- [Dataset entries]:
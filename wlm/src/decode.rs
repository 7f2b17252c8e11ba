use crate::error::{Error, Result};

pub fn from_slice<'a, T: serde::Deserialize<'a>>(input: &'a [u8]) -> Result<T> {
	let mut deserializer = Deserializer { input };

	let ret = T::deserialize(&mut deserializer)?;

	if deserializer.input.is_empty() {
		Ok(ret)
	} else {
		Err(Error::TrailingData(deserializer.input.len()))
	}
}

pub struct Deserializer<'de> {
	input: &'de [u8],
}

impl<'de> Deserializer<'de> {
	fn take(&mut self, n: usize) -> Result<&'de [u8]> {
		if self.input.len() < n {
			return Err(Error::Truncated {
				needed: n - self.input.len(),
			});
		}

		let (ret, rest) = self.input.split_at(n);
		self.input = rest;
		Ok(ret)
	}

	fn peek_u32(&self) -> Result<u32> {
		let bytes = self.input.get(..4).ok_or_else(|| Error::Truncated {
			needed: 4 - self.input.len(),
		})?;

		Ok(u32::from_ne_bytes([bytes[0], bytes[1], bytes[2], bytes[3]]))
	}

	fn u32(&mut self) -> Result<u32> {
		let ret = self.peek_u32()?;
		self.input = &self.input[4..];
		Ok(ret)
	}

	fn i32(&mut self) -> Result<i32> {
		Ok(self.u32()? as i32)
	}

	/// Length-prefixed payload with the trailing padding skipped.
	fn padded(&mut self) -> Result<&'de [u8]> {
		let len = self.u32()? as usize;
		let ret = self.take(len)?;

		if len % 4 != 0 {
			self.take(4 - len % 4)?;
		}

		Ok(ret)
	}

	fn str(&mut self) -> Result<&'de str> {
		let bytes = self.padded()?;

		let Some((&0, text)) = bytes.split_last() else {
			return Err(Error::Message(String::from(
				"string argument is not nul terminated",
			)));
		};

		Ok(std::str::from_utf8(text)?)
	}
}

macro_rules! unsupported {
	($($method:ident => $what:literal;)*) => {
		$(
			fn $method<V>(self, _visitor: V) -> Result<V::Value>
			where
				V: serde::de::Visitor<'de>,
			{
				Err(Error::Unsupported($what))
			}
		)*
	};
}

impl<'de> serde::de::Deserializer<'de> for &mut Deserializer<'de> {
	type Error = Error;

	unsupported! {
		deserialize_any => "self-describing value";
		deserialize_bool => "bool";
		deserialize_i8 => "i8";
		deserialize_i16 => "i16";
		deserialize_i64 => "i64";
		deserialize_u8 => "u8";
		deserialize_u16 => "u16";
		deserialize_u64 => "u64";
		deserialize_f32 => "f32";
		deserialize_char => "char";
		deserialize_map => "map";
		deserialize_identifier => "identifier";
		deserialize_ignored_any => "ignored value";
	}

	fn deserialize_i32<V>(self, visitor: V) -> Result<V::Value>
	where
		V: serde::de::Visitor<'de>,
	{
		visitor.visit_i32(self.i32()?)
	}

	fn deserialize_u32<V>(self, visitor: V) -> Result<V::Value>
	where
		V: serde::de::Visitor<'de>,
	{
		visitor.visit_u32(self.u32()?)
	}

	fn deserialize_f64<V>(self, visitor: V) -> Result<V::Value>
	where
		V: serde::de::Visitor<'de>,
	{
		visitor.visit_f64(self.i32()? as f64 / 256.0)
	}

	fn deserialize_str<V>(self, visitor: V) -> Result<V::Value>
	where
		V: serde::de::Visitor<'de>,
	{
		visitor.visit_borrowed_str(self.str()?)
	}

	fn deserialize_string<V>(self, visitor: V) -> Result<V::Value>
	where
		V: serde::de::Visitor<'de>,
	{
		self.deserialize_str(visitor)
	}

	fn deserialize_bytes<V>(self, visitor: V) -> Result<V::Value>
	where
		V: serde::de::Visitor<'de>,
	{
		visitor.visit_borrowed_bytes(self.padded()?)
	}

	fn deserialize_byte_buf<V>(self, visitor: V) -> Result<V::Value>
	where
		V: serde::de::Visitor<'de>,
	{
		self.deserialize_bytes(visitor)
	}

	// a zero word is a null string or a null object id
	fn deserialize_option<V>(self, visitor: V) -> Result<V::Value>
	where
		V: serde::de::Visitor<'de>,
	{
		if self.peek_u32()? == 0 {
			self.u32()?;
			visitor.visit_none()
		} else {
			visitor.visit_some(self)
		}
	}

	fn deserialize_unit<V>(self, visitor: V) -> Result<V::Value>
	where
		V: serde::de::Visitor<'de>,
	{
		visitor.visit_unit()
	}

	fn deserialize_unit_struct<V>(self, _name: &'static str, visitor: V) -> Result<V::Value>
	where
		V: serde::de::Visitor<'de>,
	{
		visitor.visit_unit()
	}

	fn deserialize_newtype_struct<V>(self, _name: &'static str, visitor: V) -> Result<V::Value>
	where
		V: serde::de::Visitor<'de>,
	{
		visitor.visit_newtype_struct(self)
	}

	fn deserialize_seq<V>(self, visitor: V) -> Result<V::Value>
	where
		V: serde::de::Visitor<'de>,
	{
		let mut array = Deserializer {
			input: self.padded()?,
		};

		let ret = visitor.visit_seq(Elements(&mut array))?;

		if !array.input.is_empty() {
			return Err(Error::TrailingData(array.input.len()));
		}

		Ok(ret)
	}

	fn deserialize_tuple<V>(self, _len: usize, visitor: V) -> Result<V::Value>
	where
		V: serde::de::Visitor<'de>,
	{
		visitor.visit_seq(self)
	}

	fn deserialize_tuple_struct<V>(
		self,
		_name: &'static str,
		_len: usize,
		visitor: V,
	) -> Result<V::Value>
	where
		V: serde::de::Visitor<'de>,
	{
		visitor.visit_seq(self)
	}

	fn deserialize_struct<V>(
		self,
		_name: &'static str,
		_fields: &'static [&'static str],
		visitor: V,
	) -> Result<V::Value>
	where
		V: serde::de::Visitor<'de>,
	{
		visitor.visit_seq(self)
	}

	fn deserialize_enum<V>(
		self,
		_name: &'static str,
		_variants: &'static [&'static str],
		_visitor: V,
	) -> Result<V::Value>
	where
		V: serde::de::Visitor<'de>,
	{
		Err(Error::Unsupported("enum"))
	}
}

// Fixed-arity argument lists: the visitor knows how many it wants.
impl<'de> serde::de::SeqAccess<'de> for &mut Deserializer<'de> {
	type Error = Error;

	fn next_element_seed<T>(&mut self, seed: T) -> Result<Option<T::Value>>
	where
		T: serde::de::DeserializeSeed<'de>,
	{
		seed.deserialize(&mut **self).map(Some)
	}
}

/// Elements of an `array` argument, read until its payload runs out.
struct Elements<'a, 'de>(&'a mut Deserializer<'de>);

impl<'de> serde::de::SeqAccess<'de> for Elements<'_, 'de> {
	type Error = Error;

	fn next_element_seed<T>(&mut self, seed: T) -> Result<Option<T::Value>>
	where
		T: serde::de::DeserializeSeed<'de>,
	{
		if self.0.input.is_empty() {
			return Ok(None);
		}

		seed.deserialize(&mut *self.0).map(Some)
	}
}

#[cfg(test)]
mod tests {
	use super::*;
	use crate::encode::to_vec;

	#[derive(Debug, PartialEq, serde::Serialize, serde::Deserialize)]
	struct Global<'a> {
		name: u32,
		interface: &'a str,
		version: u32,
	}

	#[test]
	fn struct_reads_arguments_in_order() {
		let bytes = to_vec(&(12u32, "xdg_wm_base", 2u32)).unwrap();
		let global: Global = from_slice(&bytes).unwrap();

		assert_eq!(
			global,
			Global {
				name: 12,
				interface: "xdg_wm_base",
				version: 2,
			}
		);
	}

	#[test]
	fn nullable_object_and_string() {
		let bytes = to_vec(&(None::<u32>, Some(5u32), None::<&str>)).unwrap();
		let ret: (Option<u32>, Option<u32>, Option<String>) = from_slice(&bytes).unwrap();

		assert_eq!(ret, (None, Some(5), None));
	}

	#[test]
	fn array_of_uints() {
		let bytes = to_vec(&(vec![4u32, 5], 9u32)).unwrap();
		let ret: (Vec<u32>, u32) = from_slice(&bytes).unwrap();

		assert_eq!(ret, (vec![4, 5], 9));
	}

	#[test]
	fn truncated_string_is_an_error() {
		let mut bytes = to_vec("wl_compositor").unwrap();
		bytes.truncate(10);

		assert!(matches!(
			from_slice::<String>(&bytes),
			Err(Error::Truncated { .. })
		));
	}

	#[test]
	fn short_uint_is_an_error() {
		assert!(matches!(
			from_slice::<u32>(&[1, 2]),
			Err(Error::Truncated { needed: 2 })
		));
	}

	#[test]
	fn leftover_bytes_are_rejected() {
		let bytes = to_vec(&(1u32, 2u32)).unwrap();

		assert!(matches!(
			from_slice::<u32>(&bytes),
			Err(Error::TrailingData(4))
		));
	}
}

- [WHAT IS NEEDED]: Spot the lines above that mention "unwrap" and copy them.

- [WRITTEN RESPONSE]:
		let bytes = to_vec(&(12u32, "xdg_wm_base", 2u32)).unwrap();
		let global: Global = from_slice(&bytes).unwrap();
		let bytes = to_vec(&(None::<u32>, Some(5u32), None::<&str>)).unwrap();
		let ret: (Option<u32>, Option<u32>, Option<String>) = from_slice(&bytes).unwrap();
		let bytes = to_vec(&(vec![4u32, 5], 9u32)).unwrap();
		let ret: (Vec<u32>, u32) = from_slice(&bytes).unwrap();
		let mut bytes = to_vec("wl_compositor").unwrap();
		let bytes = to_vec(&(1u32, 2u32)).unwrap();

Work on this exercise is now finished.